Informed consent when the victim is a black male
Informed consent when the victim is a black male
Legalese may heighten subjects' fears
Young black men are disproportionately more likely than other groups to be victims of violent crime. But when researchers set out to study this group, they encounter difficulty in recruiting and retaining subjects.
There are a variety of reasons for that difficulty, says Jane Liebschutz, MD, MPH, FACP, associate professor of medicine and social and behavioral sciences at Boston University Medical Center. Some are related to black patients' general distrust of research and researchers. In addition, crime victims may be poorer and harder to reach.
But Liebschutz and research assistant Joel Hoyte say the experience of crime adds a layer of complexity to recruiting that requires careful thought by researchers and IRBs.
For example, Hoyte notes that patients who've been the victims of crime may have fears about crowds and using public transportation that may make it difficult to show up for appointments. Liebschutz says a victim may lose his job or his place to live as a result of his injuries.
"Some of them have really bad (post-traumatic stress disorder), their days and nights can get reversed," she says. "I don't think it's necessarily that different from other poverty issues. But the violence makes those issues more acute."
Liebschutz says her team ran into these problems when they attempted to recruit subjects for two studies on medical and counseling services extended to victims of crimes in Boston. When they began having difficulty, they started to survey subjects about the barriers to enrolling young black men in this type of research. Results from the survey were published in a recent issue of the journal Psychological Trauma.
Problems identified in the survey included a culture that discouraged "snitching" and concerns that researchers might be connected with the police.
But Liebschutz and Hoyte also identify an area that often tripped up potential subjects: The informed consent document, whose language was not only difficult to understand, but had the potential to increase subjects' fears due to poor wording. She says IRBs could help ease this difficulty by allowing flexibility in the language of informed consent.
One obvious example, says Liebschutz: What do you call the person who is leading a study?
"'Principal investigator' is a ridiculous term to use with this particular population," she says. "When else do you use the word 'investigator,' besides in connection with the police?
"Why can't it be 'research director' or 'study director?' That term is really difficult with this population, who already is having some police involvement (as a result of being the victim of a crime)."
'Freaking out' over document
Hoyte, who conducted informed consent conferences for the studies involved, says that when he discussed the studies with potential participants, he had a script that used more lay language to explain the informed consent elements.
Then, says Liebschutz, "they'd look at the consent form and freak out."
In one case, she says, a 19-year-old man agreed to participate, then took the consent home to his mother and came back the next day because of concerns she had raised.
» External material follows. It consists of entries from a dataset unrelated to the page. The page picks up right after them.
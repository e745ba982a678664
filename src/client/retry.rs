//! Caller-side retry for rate-limited operations
//!
//! The client itself never retries; hosts that want automatic backoff wrap
//! individual calls with [`retry_on_rate_limit`] under a policy of their
//! choosing.

use std::future::Future;
use std::time::Duration;

use log::{debug, warn};

use crate::error::Result;

/// Backoff policy for [`retry_on_rate_limit`]
#[derive(Debug, Clone, Copy)]
pub struct RetryPolicy {
    /// Re-invocations allowed after the initial attempt
    pub max_retries: u32,
    /// First sleep when the server sends no usable backoff hint
    pub base_delay: Duration,
    /// Upper bound on any single sleep
    pub max_delay: Duration,
}

impl Default for RetryPolicy {
    fn default() -> Self {
        Self {
            max_retries: 5,
            base_delay: Duration::from_secs(1),
            max_delay: Duration::from_secs(60),
        }
    }
}

/// Re-invoke `op` while it fails rate-limited.
///
/// Sleeps for the server's `Retry-After` hint when one is present (capped at
/// `max_delay`), otherwise doubles from `base_delay`. Every non-rate-limit
/// result passes through unchanged on the attempt it occurred. Once
/// `max_retries` re-invocations are exhausted, the final rate-limit error is
/// returned.
pub async fn retry_on_rate_limit<T, F, Fut>(policy: &RetryPolicy, mut op: F) -> Result<T>
where
    F: FnMut() -> Fut,
    Fut: Future<Output = Result<T>>,
{
    let mut backoff = policy.base_delay;
    let mut attempt = 0;

    loop {
        match op().await {
            Err(err) if err.is_rate_limited() => {
                if attempt >= policy.max_retries {
                    warn!(
                        "rate limit retries exhausted after {} attempts",
                        attempt + 1
                    );
                    return Err(err);
                }

                let delay = match err.retry_after() {
                    Some(hint) if !hint.is_zero() => hint.min(policy.max_delay),
                    _ => backoff,
                };
                debug!("rate limited, retrying in {:?}", delay);
                tokio::time::sleep(delay).await;

                backoff = (backoff * 2).min(policy.max_delay);
                attempt += 1;
            }
            result => return result,
        }
    }
}
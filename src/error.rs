//! Error types for the teammate API client

use std::time::Duration;

use reqwest::StatusCode;
use thiserror::Error;

/// Result type alias for teammate API operations
pub type Result<T> = std::result::Result<T, ApiError>;

/// API-related errors
///
/// Every variant maps back to the HTTP status it was built from via
/// [`ApiError::status_code`]; transport and parse failures report 500.
#[derive(Debug, Error)]
pub enum ApiError {
    #[error("Authentication failed. Check the API key.")]
    Unauthorized,

    #[error("Access denied. The API key lacks permission for this operation.")]
    Forbidden,

    #[error("Teammate not found: {0}")]
    NotFound(String),

    #[error("Rate limit exceeded. Retry after {0:?}")]
    RateLimit(Duration),

    #[error("Bad request: {0}")]
    BadRequest(String),

    #[error("Server error (status {status}): {body}")]
    ServerError { status: u16, body: String },

    #[error("Unexpected status code {status}: {body}")]
    UnexpectedStatus { status: u16, body: String },

    #[error("Network error: {0}")]
    Network(String),

    #[error("Invalid API response: {0}")]
    InvalidResponse(String),
}

impl ApiError {
    /// The HTTP status this error was built from.
    ///
    /// Transport failures and undecodable bodies have no server status and
    /// report `500 Internal Server Error`.
    pub fn status_code(&self) -> StatusCode {
        match self {
            ApiError::Unauthorized => StatusCode::UNAUTHORIZED,
            ApiError::Forbidden => StatusCode::FORBIDDEN,
            ApiError::NotFound(_) => StatusCode::NOT_FOUND,
            ApiError::RateLimit(_) => StatusCode::TOO_MANY_REQUESTS,
            ApiError::BadRequest(_) => StatusCode::BAD_REQUEST,
            ApiError::ServerError { status, .. } | ApiError::UnexpectedStatus { status, .. } => {
                StatusCode::from_u16(*status).unwrap_or(StatusCode::INTERNAL_SERVER_ERROR)
            }
            ApiError::Network(_) | ApiError::InvalidResponse(_) => {
                StatusCode::INTERNAL_SERVER_ERROR
            }
        }
    }

    /// True when the server signaled throttling.
    pub fn is_rate_limited(&self) -> bool {
        matches!(self, ApiError::RateLimit(_))
    }

    /// The server-provided backoff hint, when there is one.
    pub fn retry_after(&self) -> Option<Duration> {
        match self {
            ApiError::RateLimit(retry_after) => Some(*retry_after),
            _ => None,
        }
    }
}

impl From<reqwest::Error> for ApiError {
    fn from(err: reqwest::Error) -> Self {
        if err.is_timeout() {
            ApiError::Network("Request timed out".to_string())
        } else if err.is_connect() {
            ApiError::Network("Failed to connect to API".to_string())
        } else {
            ApiError::Network(err.to_string())
        }
    }
}
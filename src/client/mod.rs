//! Teammate API client
//!
//! [`TeammateApi`] is the operation seam: the HTTP client implements it, and
//! hosts that reconcile desired state against the API take it by dependency
//! injection so tests can substitute an in-memory implementation.

use async_trait::async_trait;

use crate::error::Result;

pub mod http;
#[cfg(test)]
pub mod mock;
pub mod models;
pub mod retry;

pub use http::{ClientBuilder, TeammateClient};
#[cfg(test)]
#[allow(unused_imports)]
pub use mock::MockTeammateClient;
pub use models::{Persona, Teammate, TeammateRequest};
pub use retry::{RetryPolicy, retry_on_rate_limit};

/// Teammate management operations
///
/// Each operation is a stateless round-trip: no caching, no retries, no
/// shared state between calls. Rate-limit recovery is the caller's concern
/// (see [`retry_on_rate_limit`]).
#[async_trait]
pub trait TeammateApi: Send + Sync {
    /// Create a new SSO teammate from the supplied field set.
    ///
    /// The server assigns the username; the returned record carries it.
    async fn create_teammate(&self, request: TeammateRequest) -> Result<Teammate>;

    /// Retrieve a teammate by email or username.
    async fn get_teammate(&self, identifier: &str) -> Result<Teammate>;

    /// Update an existing teammate.
    ///
    /// The full field set is always sent; this layer computes no diff.
    /// Re-read after updating when the caller needs server truth.
    async fn update_teammate(
        &self,
        identifier: &str,
        request: TeammateRequest,
    ) -> Result<Teammate>;

    /// Delete a teammate by email or username.
    async fn delete_teammate(&self, identifier: &str) -> Result<()>;
}
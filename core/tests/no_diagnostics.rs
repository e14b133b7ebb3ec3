use gramma_core::diagnostics::premade::NoDiagnostics;

use gramma_shared_tests::suites::*;


#[test]
fn bytes() {
    test_suite_numeric::<u8, _, _>(NoDiagnostics::default);
    test_suite_structural::<u8, _, _>(NoDiagnostics::default);
    test_suite_grammars::<u8, _, _>(NoDiagnostics::default);
}

#[test]
fn chars() {
    test_suite_numeric::<char, _, _>(NoDiagnostics::default);
    test_suite_structural::<char, _, _>(NoDiagnostics::default);
    test_suite_grammars::<char, _, _>(NoDiagnostics::default);
}
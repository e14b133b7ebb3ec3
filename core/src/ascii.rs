//! Terminal rules for common ASCII characters, over any `Scalar` terminal
//! type, for use as separators and padding.

use core::marker::PhantomData;

use crate::{Scalar, TerminalRule};


macro_rules! ascii_rules {
    ($($(#[$doc:meta])* $name:ident = $($byte:literal)|+;)*) => {
        $(
            $(#[$doc])*
            #[derive(Debug)]
            pub struct $name<Location, Terminal>(PhantomData<fn(Location, Terminal)>);

            impl<L, T> TerminalRule for $name<L, T>
                where T: Scalar,
            {
                type Location = L;
                type Terminal = T;
                type Construction = ();

                #[inline]
                fn parse_terminal(terminal: T) -> Option<()> {
                    match terminal.ascii()? {
                        $($byte)|+ => Some(()),
                        _ => None,
                    }
                }
            }
        )*
    };
}

ascii_rules! {
    /// `,`
    Comma = b',';
    /// `:`
    Colon = b':';
    /// `.`
    Period = b'.';
    /// `-`
    Hyphen = b'-';
    /// `+`
    Plus = b'+';
    /// A single space character.
    Space = b' ';
    /// One space, horizontal tab, carriage return, or line feed.
    Whitespace = b' ' | b'\t' | b'\r' | b'\n';
    /// `(`
    ParenthesisLeft = b'(';
    /// `)`
    ParenthesisRight = b')';
    /// `[`
    BracketLeft = b'[';
    /// `]`
    BracketRight = b']';
    /// `{`
    BraceLeft = b'{';
    /// `}`
    BraceRight = b'}';
}


/// An ASCII letter in either case.  The construction is the terminal itself.
#[derive(Debug)]
pub struct Letter<Location, Terminal>(PhantomData<fn(Location, Terminal)>);

impl<L, T> TerminalRule for Letter<L, T>
    where T: Scalar,
{
    type Location = L;
    type Terminal = T;
    type Construction = T;

    #[inline]
    fn parse_terminal(terminal: T) -> Option<T> {
        terminal.ascii().filter(u8::is_ascii_alphabetic).map(|_| terminal)
    }
}
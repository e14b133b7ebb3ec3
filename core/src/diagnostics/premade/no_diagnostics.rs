use core::marker::PhantomData;

use crate::{Diagnostics, Error};


/// A [`Diagnostics`](trait.Diagnostics.html) that ignores every report.  For
/// when only the error returned by the top-level rule matters.
#[derive(Debug)]
pub struct NoDiagnostics<Location, Terminal>(PhantomData<fn(Location, Terminal)>);

/// Must implement this manually because deriving would place unwanted bounds on
/// the type parameters.
impl<Location, Terminal> Default for NoDiagnostics<Location, Terminal> {
    /// This type only has one, default, value.
    #[inline]
    fn default() -> Self {
        Self(PhantomData)
    }
}

impl<Location, Terminal> Diagnostics for NoDiagnostics<Location, Terminal> {
    type Location = Location;
    type Terminal = Terminal;

    #[inline]
    fn report(&mut self, _error: &Error<Location>, _found: Option<Terminal>) {}
}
The form explained that his information would be confidential, but included required language that detailed circumstances under which it might have to be released. Further discussions with the man and his mother helped clear up the misunderstanding.
In studies such as this, certificates of confidentiality obtained through the National Institutes of Health can help allay fears about potential disclosures – as long as they're explained carefully to subjects, Hoyte says.
"It helps in the qualitative portion (of a study) where you're disclosing details of the (crime) incident itself," he says. "We really emphasized that in the interviews, that it was completely confidential."
He says IRBs should be looking at the informed consent process to ensure subjects really can understand the information. Are they asked whether they have questions? Does the researcher have them repeat back important information?
"Because sometimes people are actually not very informed," he says. "And it can cause mistrust and questions afterward."
Other issues that IRBs should consider when reviewing studies that involve victims of violent crime, says Liebschutz:
- Establishing a relationship Often, patients wanted much more contact with researchers before signing a consent form, which can be at odds with the usual practice of informed consent. "Usually you have to have them sign a form before they even talk to you, which is very hard to achieve in this particular population," she says. "You don't want to exploit people, but you have to be realistic in terms of wanting to have people involved and developing that relationship."
- Interaction with other subjects Liebschutz says her group originally intended to run focus groups with crime victims, but her IRB raised concerns that some of the participants might have had previous run-ins with one another.
"Gangs are not huge in Boston, but they were concerned that we not be exposing one participant with another with whom he might have some history," she says. "In those cases, there can be concerns about individual safety."
- Schwartz S, Hoyte J, Conoscenti JT, et al. Challenges to Engaging Black Male Victims of Community Violence in Healthcare Research: Lessons Learned from Two Studies. Psychol Trauma 2010 Mar 1;2(1):54-62.